The answer to these questions, according to Snyder and colleagues, appears to be 'yes'. As recently published online in Science (Zhu et al., 26 July 2001; 10.1126/science.1062191), these authors constructed a microarray representing 80% of the yeast proteome. They cloned 5,800 yeast open reading frames, fused to GST-His6 tags to facilitate purification, microarray binding, and detection. Proteins were overexpressed in yeast, purified in 96-well plates using glutathione-agarose beads, and spotted in duplicate onto a nickel-coated microscope slide. The resulting proteome chip was probed with anti-GST antibodies to reveal a highly successful and reproducible protein spotting efficiency.

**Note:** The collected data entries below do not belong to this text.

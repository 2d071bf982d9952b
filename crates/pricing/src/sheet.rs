//! Whole-product pricing: every stage in one call.

use std::collections::BTreeMap;

use serde::{Deserialize, Serialize};

use crate::category::PriceCategory;
use crate::pipeline::{derive_customer_prices, derive_hb_naik, derive_hb_real, DerivedPrice};
use crate::tax::{total_active_tax_percentage, Tax};

/// Pricing fields of one product form. Every field may still be blank.
#[derive(Debug, Clone, Default, PartialEq, Serialize, Deserialize)]
#[serde(default)]
pub struct PricingInput {
    pub usd_price: Option<f64>,
    pub exchange_rate: Option<f64>,
    pub adjustment_percentage: Option<f64>,
}

#[derive(Debug, Clone, PartialEq, Serialize, Deserialize)]
pub struct PriceSheet {
    pub hb_real: i64,
    pub hb_naik: i64,
    pub total_tax_percentage: f64,
    pub prices: BTreeMap<String, DerivedPrice>,
}

pub fn derive_price_sheet(
    input: &PricingInput,
    categories: &[PriceCategory],
    taxes: &[Tax],
) -> PriceSheet {
    let hb_real = derive_hb_real(input.usd_price, input.exchange_rate);
    let hb_naik = derive_hb_naik(hb_real, input.adjustment_percentage);
    PriceSheet {
        hb_real,
        hb_naik,
        total_tax_percentage: total_active_tax_percentage(taxes),
        prices: derive_customer_prices(hb_naik, categories, taxes),
    }
}
use serde::{Deserialize, Serialize};

/// Active/inactive flag carried by catalog masters.
#[derive(Debug, Clone, Copy, PartialEq, Eq, Hash, Default, Serialize, Deserialize)]
#[serde(rename_all = "lowercase")]
pub enum Status {
    #[default]
    Active,
    Inactive,
}

impl Status {
    pub fn is_active(self) -> bool {
        self == Status::Active
    }
}
//! Value object trait: equality by value, not identity.

/// Marker trait for value objects.
///
/// Combinations, variant drafts and derived prices are value objects: built
/// fresh on every computation, compared by their attribute values and never
/// mutated in place. To "modify" one, compute a new one.
///
/// ```ignore
/// #[derive(Debug, Clone, PartialEq)]
/// struct DerivedPrice { base_price: i64, tax_amount: i64, /* .. */ }
///
/// impl ValueObject for DerivedPrice {}
/// ```
pub trait ValueObject: Clone + PartialEq + core::fmt::Debug {}
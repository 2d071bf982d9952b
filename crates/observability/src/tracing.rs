//! Tracing/logging initialization.
//!
//! The catalog crates only emit events (`debug!` for generation and expansion
//! decisions, `warn!` on code-space exhaustion); hosts decide where they go.

use tracing_subscriber::EnvFilter;

/// Default filter when `RUST_LOG` is unset.
pub const DEFAULT_FILTER: &str = "info";

/// Initialize tracing/logging for the process.
///
/// Safe to call multiple times (subsequent calls are no-ops).
pub fn init() {
    init_with_filter(DEFAULT_FILTER);
}

/// Like [`init`], with the fallback filter used when `RUST_LOG` is unset
/// (e.g. `"archery_products=debug"`).
pub fn init_with_filter(fallback: &str) {
    let filter = EnvFilter::try_from_default_env().unwrap_or_else(|_| EnvFilter::new(fallback));

    // JSON logs + timestamps, configurable via RUST_LOG.
    let _ = tracing_subscriber::fmt()
        .with_env_filter(filter)
        .json()
        .with_timer(tracing_subscriber::fmt::time::SystemTime)
        .with_target(true)
        .try_init();
}

#[cfg(test)]
mod tests {
    use super::*;

    #[test]
    fn init_is_idempotent() {
        init_with_filter("archery_products=debug");
        init();
        ::tracing::debug!(combinations = 6, "expanded variant selection");
    }
}
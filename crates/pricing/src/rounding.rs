/// Round to a whole currency unit, half away from zero.
///
/// Non-finite input is 0; out-of-range input saturates at the `i64` bounds.
pub fn round_currency(amount: f64) -> i64 {
    if !amount.is_finite() {
        return 0;
    }
    amount.round() as i64
}

/// `Some(x)` only for finite, non-zero input.
pub(crate) fn usable(value: Option<f64>) -> Option<f64> {
    value.filter(|v| v.is_finite() && *v != 0.0)
}
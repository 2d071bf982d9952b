use serde::{Deserialize, Serialize};

use archery_core::{Entity, Status, TaxId};

/// A tax rate. Only active taxes take part in price derivation.
#[derive(Debug, Clone, PartialEq, Serialize, Deserialize)]
pub struct Tax {
    pub id: TaxId,
    pub name: String,
    pub percentage: f64,
    pub status: Status,
}

impl Tax {
    pub fn active(name: impl Into<String>, percentage: f64) -> Self {
        Self {
            id: TaxId::new(),
            name: name.into(),
            percentage,
            status: Status::Active,
        }
    }

    pub fn inactive(name: impl Into<String>, percentage: f64) -> Self {
        Self {
            status: Status::Inactive,
            ..Self::active(name, percentage)
        }
    }
}

impl Entity for Tax {
    type Id = TaxId;

    fn id(&self) -> &Self::Id {
        &self.id
    }
}

/// Sum of active tax percentages. Taxes add up; they do not compound.
///
/// Inactive taxes are left out entirely, as are non-finite percentages.
pub fn total_active_tax_percentage(taxes: &[Tax]) -> f64 {
    taxes
        .iter()
        .filter(|t| t.status.is_active() && t.percentage.is_finite())
        .map(|t| t.percentage)
        .sum()
}

#[cfg(test)]
mod tests {
    use super::*;

    #[test]
    fn sums_active_taxes_only() {
        let taxes = [
            Tax::active("VAT", 11.0),
            Tax::inactive("Luxury", 20.0),
            Tax::active("Regional", 2.5),
        ];
        assert_eq!(total_active_tax_percentage(&taxes), 13.5);
    }

    #[test]
    fn no_taxes_is_zero() {
        assert_eq!(total_active_tax_percentage(&[]), 0.0);
    }

    #[test]
    fn nan_percentage_is_ignored() {
        let taxes = [Tax::active("VAT", 11.0), Tax::active("Broken", f64::NAN)];
        assert_eq!(total_active_tax_percentage(&taxes), 11.0);
    }

    #[test]
    fn deserializes_status() {
        let json = format!(
            r#"{{"id": "{}", "name": "VAT", "percentage": 11, "status": "inactive"}}"#,
            TaxId::new()
        );
        let tax: Tax = serde_json::from_str(&json).unwrap();
        assert!(!tax.status.is_active());
        assert_eq!(tax.percentage, 11.0);
    }
}
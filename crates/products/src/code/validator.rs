//! Format and uniqueness rules for human-entered codes.
//!
//! Everything here is a predicate or a pure string transform. Rejections are
//! reported through return values; nothing in this module fails hard.

use std::collections::HashSet;

use archery_core::{DomainError, DomainResult};

/// Maximum length of a unique code (variant unique codes, brand and product-type codes).
pub const UNIQUE_CODE_MAX_LEN: usize = 10;

/// Exact length of a sequential numeric variant code.
pub const VARIANT_CODE_LEN: usize = 4;

/// Exact length of a variant value shorthand code.
pub const VALUE_CODE_LEN: usize = 2;

/// Code family, which decides the allowed alphabet and length.
#[derive(Debug, Clone, Copy, PartialEq, Eq)]
pub enum CodeKind {
    /// 1-10 ASCII alphanumerics.
    Unique,
    /// Exactly 4 decimal digits.
    Variant,
    /// 2 ASCII alphanumerics, stored uppercase.
    ValueShort,
}

impl CodeKind {
    pub fn max_len(self) -> usize {
        match self {
            CodeKind::Unique => UNIQUE_CODE_MAX_LEN,
            CodeKind::Variant => VARIANT_CODE_LEN,
            CodeKind::ValueShort => VALUE_CODE_LEN,
        }
    }

    fn accepts(self, c: char) -> bool {
        match self {
            CodeKind::Variant => c.is_ascii_digit(),
            CodeKind::Unique | CodeKind::ValueShort => c.is_ascii_alphanumeric(),
        }
    }
}

pub fn is_valid_unique_code(code: &str) -> bool {
    let len = code.chars().count();
    (1..=UNIQUE_CODE_MAX_LEN).contains(&len) && code.chars().all(|c| c.is_ascii_alphanumeric())
}

pub fn is_valid_variant_code(code: &str) -> bool {
    code.len() == VARIANT_CODE_LEN && code.chars().all(|c| c.is_ascii_digit())
}

/// Value codes are stored uppercase, so lowercase input is not valid as-is.
pub fn is_valid_value_code(code: &str) -> bool {
    code.len() == VALUE_CODE_LEN
        && code
            .chars()
            .all(|c| c.is_ascii_uppercase() || c.is_ascii_digit())
}

/// Case-insensitive "not already taken" check.
pub fn is_unique_among<S: AsRef<str>>(code: &str, existing_codes: &[S]) -> bool {
    let code = format_code(code);
    !existing_codes
        .iter()
        .any(|existing| format_code(existing.as_ref()) == code)
}

/// Uppercases ASCII letters. Length and every other character are preserved.
pub fn format_code(code: &str) -> String {
    code.to_ascii_uppercase()
}

/// Drops every character the code family does not allow, then truncates to
/// its maximum length.
///
/// Idempotent: the output only holds accepted characters and already fits.
pub fn sanitize_input(raw: &str, kind: CodeKind) -> String {
    raw.chars()
        .filter(|c| kind.accepts(*c))
        .take(kind.max_len())
        .collect()
}

/// Field-level check for a typed-in unique code.
///
/// Returns the normalized code, or a recoverable `Validation` / `Conflict`
/// error the form can show next to the field.
pub fn check_unique_code<S: AsRef<str>>(code: &str, existing_codes: &[S]) -> DomainResult<String> {
    let code = format_code(code.trim());
    if !is_valid_unique_code(&code) {
        return Err(DomainError::validation(format!(
            "code must be 1-{UNIQUE_CODE_MAX_LEN} letters or digits"
        )));
    }
    if !is_unique_among(&code, existing_codes) {
        return Err(DomainError::conflict(format!("code {code} is already in use")));
    }
    Ok(code)
}

/// Uppercased set of taken codes for repeated membership tests.
pub(crate) fn taken_set<S: AsRef<str>>(existing_codes: &[S]) -> HashSet<String> {
    existing_codes
        .iter()
        .map(|code| format_code(code.as_ref()))
        .collect()
}
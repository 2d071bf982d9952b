//! Bulk variant creation: expand, then give every combination a SKU, a name
//! and a unique code.

use std::collections::HashSet;

use rand::Rng;
use serde::{Deserialize, Serialize};
use tracing::debug;

use archery_core::{DomainError, DomainResult, ValueObject};

use crate::axis::VariantAxis;
use crate::code::{
    generate_sequential_code, is_unique_among, CodeGenerator, CodeLookup, VariantCode,
    VariantCodeRequest,
};
use crate::combination::{expand, SelectedVariantSpec, VariantCombination};
use crate::sku::{assemble_name, assemble_sku, ValueCodeSource};

/// One product's bulk-creation form.
#[derive(Debug, Clone, Default, PartialEq, Eq, Serialize, Deserialize)]
pub struct VariantPlanRequest {
    pub base_sku: String,
    pub brand: String,
    pub product_type: String,
    pub product_name: String,
    pub selected: Vec<SelectedVariantSpec>,
    /// Unique codes already used under this base SKU.
    pub existing_codes: Vec<String>,
}

/// A variant ready to be submitted; nothing is persisted here.
#[derive(Debug, Clone, PartialEq, Eq, Serialize, Deserialize)]
pub struct VariantDraft {
    pub combination: VariantCombination,
    pub sku: String,
    pub name: String,
    pub code: VariantCode,
}

impl ValueObject for VariantDraft {}

/// Plan every variant of the selection, in expansion order.
///
/// Unique codes are sequential in expansion order, skipping any sequence
/// number whose code is already in `existing_codes`. Two drafts assembling to
/// the same SKU means the per-axis code precondition was broken; that is
/// reported as a `Conflict` rather than emitting duplicates.
pub fn plan_variants<L, S, R>(
    generator: &CodeGenerator<L>,
    rng: &mut R,
    request: &VariantPlanRequest,
    catalog: &[VariantAxis],
    codes: &mut S,
) -> DomainResult<Vec<VariantDraft>>
where
    L: CodeLookup,
    S: ValueCodeSource + ?Sized,
    R: Rng + ?Sized,
{
    if request.base_sku.trim().is_empty() {
        return Err(DomainError::validation("base SKU cannot be empty"));
    }

    let combinations = expand(&request.selected, catalog);
    let mut skus = HashSet::with_capacity(combinations.len());
    let mut taken = request.existing_codes.clone();
    let mut drafts = Vec::with_capacity(combinations.len());
    let mut next_index = 0usize;

    for combination in combinations {
        let sku = assemble_sku(&request.base_sku, &combination, codes)?;
        if !skus.insert(sku.clone()) {
            return Err(DomainError::conflict(format!("SKU {sku} assembled twice")));
        }
        let name = assemble_name(
            &request.brand,
            &request.product_type,
            &request.product_name,
            &combination,
        );
        while !is_unique_among(&generate_sequential_code(next_index), &taken) {
            next_index += 1;
        }
        let code = generator.variant_code_with(
            rng,
            VariantCodeRequest {
                base_sku: request.base_sku.trim(),
                index: Some(next_index),
                custom_code: None,
            },
            &taken,
        )?;
        next_index += 1;
        taken.push(code.unique_code.clone());
        drafts.push(VariantDraft {
            combination,
            sku,
            name,
            code,
        });
    }

    debug!(base_sku = %request.base_sku, drafts = drafts.len(), "planned variants");
    Ok(drafts)
}
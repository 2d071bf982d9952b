//! Word → shorthand code lookup used when deriving value codes from names.

use std::collections::HashMap;

use serde::{Deserialize, Serialize};

use archery_core::{DomainError, DomainResult};

use super::validator::{format_code, is_valid_value_code};

/// Lookup table consulted first by name-derived code generation.
pub trait CodeLookup {
    /// `name` is trimmed and uppercased by the caller.
    fn lookup(&self, name: &str) -> Option<String>;
}

/// Uppercased name → code table.
#[derive(Debug, Clone, Default, PartialEq, Eq, Serialize, Deserialize)]
#[serde(transparent)]
pub struct CodeDictionary {
    entries: HashMap<String, String>,
}

const ENGLISH: &[(&str, &str)] = &[
    ("BLACK", "BK"),
    ("WHITE", "WH"),
    ("RED", "RD"),
    ("BLUE", "BL"),
    ("GREEN", "GN"),
    ("YELLOW", "YL"),
    ("ORANGE", "OR"),
    ("PURPLE", "PU"),
    ("PINK", "PK"),
    ("GREY", "GY"),
    ("GRAY", "GY"),
    ("BROWN", "BR"),
    ("SILVER", "SV"),
    ("GOLD", "GD"),
    ("CAMO", "CM"),
    ("LEFT", "LH"),
    ("RIGHT", "RH"),
    ("LEFT HAND", "LH"),
    ("RIGHT HAND", "RH"),
    ("EXTRA SMALL", "XS"),
    ("SMALL", "SM"),
    ("MEDIUM", "MD"),
    ("LARGE", "LG"),
    ("EXTRA LARGE", "XL"),
];

impl CodeDictionary {
    pub fn new() -> Self {
        Self::default()
    }

    /// Built-in English colour / handedness / size table.
    pub fn english() -> Self {
        ENGLISH
            .iter()
            .fold(Self::new(), |dict, (name, code)| dict.with(name, code))
    }

    /// Load a replacement table, e.g. `{"HITAM": "BK"}`.
    ///
    /// Every code must be a valid two-character value code.
    pub fn from_json(json: &str) -> DomainResult<Self> {
        let raw: HashMap<String, String> = serde_json::from_str(json)
            .map_err(|e| DomainError::validation(format!("code dictionary: {e}")))?;
        if let Some((name, code)) = raw
            .iter()
            .find(|(_, code)| !is_valid_value_code(&format_code(code.trim())))
        {
            return Err(DomainError::validation(format!(
                "code dictionary: {name:?} maps to malformed code {code:?}"
            )));
        }
        Ok(raw
            .iter()
            .fold(Self::new(), |dict, (name, code)| dict.with(name, code)))
    }

    pub fn with(mut self, name: &str, code: &str) -> Self {
        self.insert(name, code);
        self
    }

    pub fn insert(&mut self, name: &str, code: &str) {
        self.entries
            .insert(format_code(name.trim()), format_code(code.trim()));
    }

    pub fn len(&self) -> usize {
        self.entries.len()
    }

    pub fn is_empty(&self) -> bool {
        self.entries.is_empty()
    }
}

impl CodeLookup for CodeDictionary {
    fn lookup(&self, name: &str) -> Option<String> {
        self.entries.get(name).cloned()
    }
}

impl<F> CodeLookup for F
where
    F: Fn(&str) -> Option<String>,
{
    fn lookup(&self, name: &str) -> Option<String> {
        self(name)
    }
}
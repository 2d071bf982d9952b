//! Domain error model.

use thiserror::Error;

/// Result type used across the catalog crates.
pub type DomainResult<T> = Result<T, DomainError>;

/// Domain-level error.
///
/// Validation and conflict errors are field-level and recoverable: the caller
/// shows them next to the offending input and lets the user re-enter.
/// `GenerationExhausted` is the one hard failure.
#[derive(Debug, Error, Clone, PartialEq, Eq)]
pub enum DomainError {
    /// A value failed validation (e.g. malformed code).
    #[error("validation failed: {0}")]
    Validation(String),

    /// A catalog invariant was violated (e.g. duplicate value code within an axis).
    #[error("invariant violated: {0}")]
    InvariantViolation(String),

    /// An identifier was invalid (e.g. parse failure).
    #[error("invalid identifier: {0}")]
    InvalidId(String),

    /// A code or SKU collides with one already in use.
    #[error("conflict: {0}")]
    Conflict(String),

    /// No free code could be found within the attempt cap.
    #[error("code generation exhausted after {attempts} attempts")]
    GenerationExhausted { attempts: u32 },
}

impl DomainError {
    pub fn validation(msg: impl Into<String>) -> Self {
        Self::Validation(msg.into())
    }

    pub fn invariant(msg: impl Into<String>) -> Self {
        Self::InvariantViolation(msg.into())
    }

    pub fn invalid_id(msg: impl Into<String>) -> Self {
        Self::InvalidId(msg.into())
    }

    pub fn conflict(msg: impl Into<String>) -> Self {
        Self::Conflict(msg.into())
    }

    pub fn exhausted(attempts: u32) -> Self {
        Self::GenerationExhausted { attempts }
    }

    /// True for the field-level failures a form can recover from.
    pub fn is_recoverable(&self) -> bool {
        !matches!(self, Self::GenerationExhausted { .. })
    }
}
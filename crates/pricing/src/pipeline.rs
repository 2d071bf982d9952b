//! The four pricing stages, applied in order per product:
//! USD → HB Real → HB Naik → category base price → tax.

use std::collections::BTreeMap;

use serde::{Deserialize, Serialize};
use tracing::debug;

use archery_core::ValueObject;

use crate::category::PriceCategory;
use crate::rounding::{round_currency, usable};
use crate::tax::{total_active_tax_percentage, Tax};

/// Customer price for one category. Always computed fresh.
#[derive(Debug, Clone, Copy, PartialEq, Serialize, Deserialize)]
pub struct DerivedPrice {
    pub base_price: i64,
    pub tax_amount: i64,
    pub tax_inclusive_price: i64,
    pub applied_tax_percentage: f64,
}

impl ValueObject for DerivedPrice {}

/// Local-currency cost from a USD price. Missing or non-finite input counts as 0.
pub fn derive_hb_real(usd_price: Option<f64>, exchange_rate: Option<f64>) -> i64 {
    let finite = |v: Option<f64>| v.filter(|v| v.is_finite()).unwrap_or(0.0);
    round_currency(finite(usd_price) * finite(exchange_rate))
}

/// HB Real after the percentage adjustment.
///
/// A zero HB Real yields 0. A missing, zero or NaN adjustment leaves HB Real
/// unchanged.
pub fn derive_hb_naik(hb_real: i64, adjustment_percentage: Option<f64>) -> i64 {
    if hb_real == 0 {
        return 0;
    }
    match usable(adjustment_percentage) {
        Some(pct) => round_currency(hb_real as f64 * (1.0 + pct / 100.0)),
        None => hb_real,
    }
}

/// HB Naik with a category markup. A non-finite markup leaves HB Naik unchanged.
pub fn derive_base_price(hb_naik: i64, category_percentage: f64) -> i64 {
    if !category_percentage.is_finite() {
        return hb_naik;
    }
    round_currency(hb_naik as f64 * (1.0 + category_percentage / 100.0))
}

/// Tax on a base price. A zero base or a zero/non-finite rate yields 0.
pub fn derive_tax_amount(base_price: i64, total_tax_percentage: f64) -> i64 {
    if base_price == 0 {
        return 0;
    }
    match usable(Some(total_tax_percentage)) {
        Some(pct) => round_currency(base_price as f64 * pct / 100.0),
        None => 0,
    }
}

/// Tax-inclusive price per category, keyed by lowercased category name.
///
/// A zero HB Naik short-circuits to an empty map: there is nothing to price
/// yet. Active taxes are summed once and applied to every category.
pub fn derive_customer_prices(
    hb_naik: i64,
    categories: &[PriceCategory],
    active_taxes: &[Tax],
) -> BTreeMap<String, DerivedPrice> {
    if hb_naik == 0 {
        debug!("no HB Naik, skipping customer prices");
        return BTreeMap::new();
    }

    let total_tax_percentage = total_active_tax_percentage(active_taxes);
    categories
        .iter()
        .map(|category| {
            let base_price = derive_base_price(hb_naik, category.percentage);
            let tax_amount = derive_tax_amount(base_price, total_tax_percentage);
            let price = DerivedPrice {
                base_price,
                tax_amount,
                tax_inclusive_price: base_price.saturating_add(tax_amount),
                applied_tax_percentage: total_tax_percentage,
            };
            (category.key(), price)
        })
        .collect()
}
use anyhow::{Context, Result};
use chrono::{DateTime, Utc};
use rusqlite::types::Value;
use rusqlite::{OptionalExtension, Row};
use uuid::Uuid;

use velocity_types::{
    Category, DashboardStats, ForecastStatus, GrowthFilter, SortFilter, StatusFilter, Trend,
    TrendSource, TrendStatus, TrendWithRelations,
};

use crate::db::repositories::MetricRepository;
use crate::db::{invalid_column, parse_optional_timestamp, parse_timestamp, DbPool};

const TREND_SELECT: &str = "SELECT t.id, t.name, t.slug, t.description, t.category_id, t.status,
        t.current_volume, t.growth_percentage, t.source, t.last_fetched_at, t.added_at,
        t.velocity_score, t.forecast_status, t.prediction_confidence, t.seed_id,
        t.top_regions, t.is_breakout, c.id, c.name, c.slug
    FROM trends t
    LEFT JOIN categories c ON c.id = t.category_id";

fn trend_from_row(row: &Row) -> rusqlite::Result<TrendWithRelations> {
    let status: String = row.get(5)?;
    let source: String = row.get(8)?;
    let forecast: Option<String> = row.get(12)?;
    let regions: String = row.get(15)?;

    let forecast_status = match forecast {
        Some(value) => Some(
            ForecastStatus::parse(&value).ok_or_else(|| invalid_column(12, "forecast_status", &value))?,
        ),
        None => None,
    };

    let category = match row.get::<_, Option<i64>>(17)? {
        Some(id) => Some(Category {
            id,
            name: row.get(18)?,
            slug: row.get(19)?,
        }),
        None => None,
    };

    Ok(TrendWithRelations {
        trend: Trend {
            id: row.get(0)?,
            name: row.get(1)?,
            slug: row.get(2)?,
            description: row.get(3)?,
            category_id: row.get(4)?,
            status: TrendStatus::parse(&status).ok_or_else(|| invalid_column(5, "status", &status))?,
            current_volume: row.get(6)?,
            growth_percentage: row.get(7)?,
            source: TrendSource::parse(&source).ok_or_else(|| invalid_column(8, "source", &source))?,
            last_fetched_at: parse_optional_timestamp(9, row.get(9)?)?,
            added_at: parse_timestamp(10, row.get(10)?)?,
            velocity_score: row.get(11)?,
            forecast_status,
            prediction_confidence: row.get(13)?,
            seed_id: row.get(14)?,
            top_regions: serde_json::from_str(&regions).unwrap_or_default(),
            is_breakout: row.get::<_, i64>(16)? != 0,
        },
        category,
        metrics: Vec::new(),
    })
}

/// Filters for the dashboard listing
#[derive(Debug, Clone, Default)]
pub struct DashboardQuery {
    pub status: StatusFilter,
    pub growth: GrowthFilter,
    pub sort: SortFilter,
    /// Case-insensitive match against name or description
    pub search: Option<String>,
    /// Restrict to seed-expansion trends of these seeds (my-niches view)
    pub seed_ids: Option<Vec<i64>>,
    pub limit: i64,
}

/// Escape LIKE wildcards so user input matches literally
fn like_pattern(term: &str) -> String {
    let escaped = term
        .replace('\\', "\\\\")
        .replace('%', "\\%")
        .replace('_', "\\_");
    format!("%{}%", escaped)
}

pub struct TrendRepository {
    pool: DbPool,
}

The real test of the proteome chip, of course, is whether it can be used to assay protein function. In one of the first experiments with the chip, the authors studied protein–lipid interactions. Shown here are three different sections of the chip probed either with anti-GST antibodies (left) or with biotinylated liposomes containing specific phosphotidylinositides (PI(4)P for the top, PI(4,5)P2 for the middle, and PC for the bottom) and detected with fluorescently labeled streptavidin (right). A total of 150 positive signals such as those shown here were seen for proteins binding to different types of phospholipids; many of these were for proteins whose functions were completely unknown. In addition, several proteins involved in glucose metabolism tested positive for phospholipid binding; this unexpected result was confirmed using more conventional binding assays on nitrocellulose membranes, and has led to the speculation that phospholipids may regulate some aspects of glucose metabolism or that steps in metabolism may be carried out on membrane surfaces.

Overall, the work by Snyder and colleagues demonstrates that proteome chips are indeed feasible and can provide a glimpse into protein function. The chips offer an exciting new high-throughput technology that can be used not only for identifying binding partners of uncharacterized proteins, but also for screening drug interactions, deducing networks of interactions in biochemical pathways, identifying binding motifs, and a wide variety of other analyses.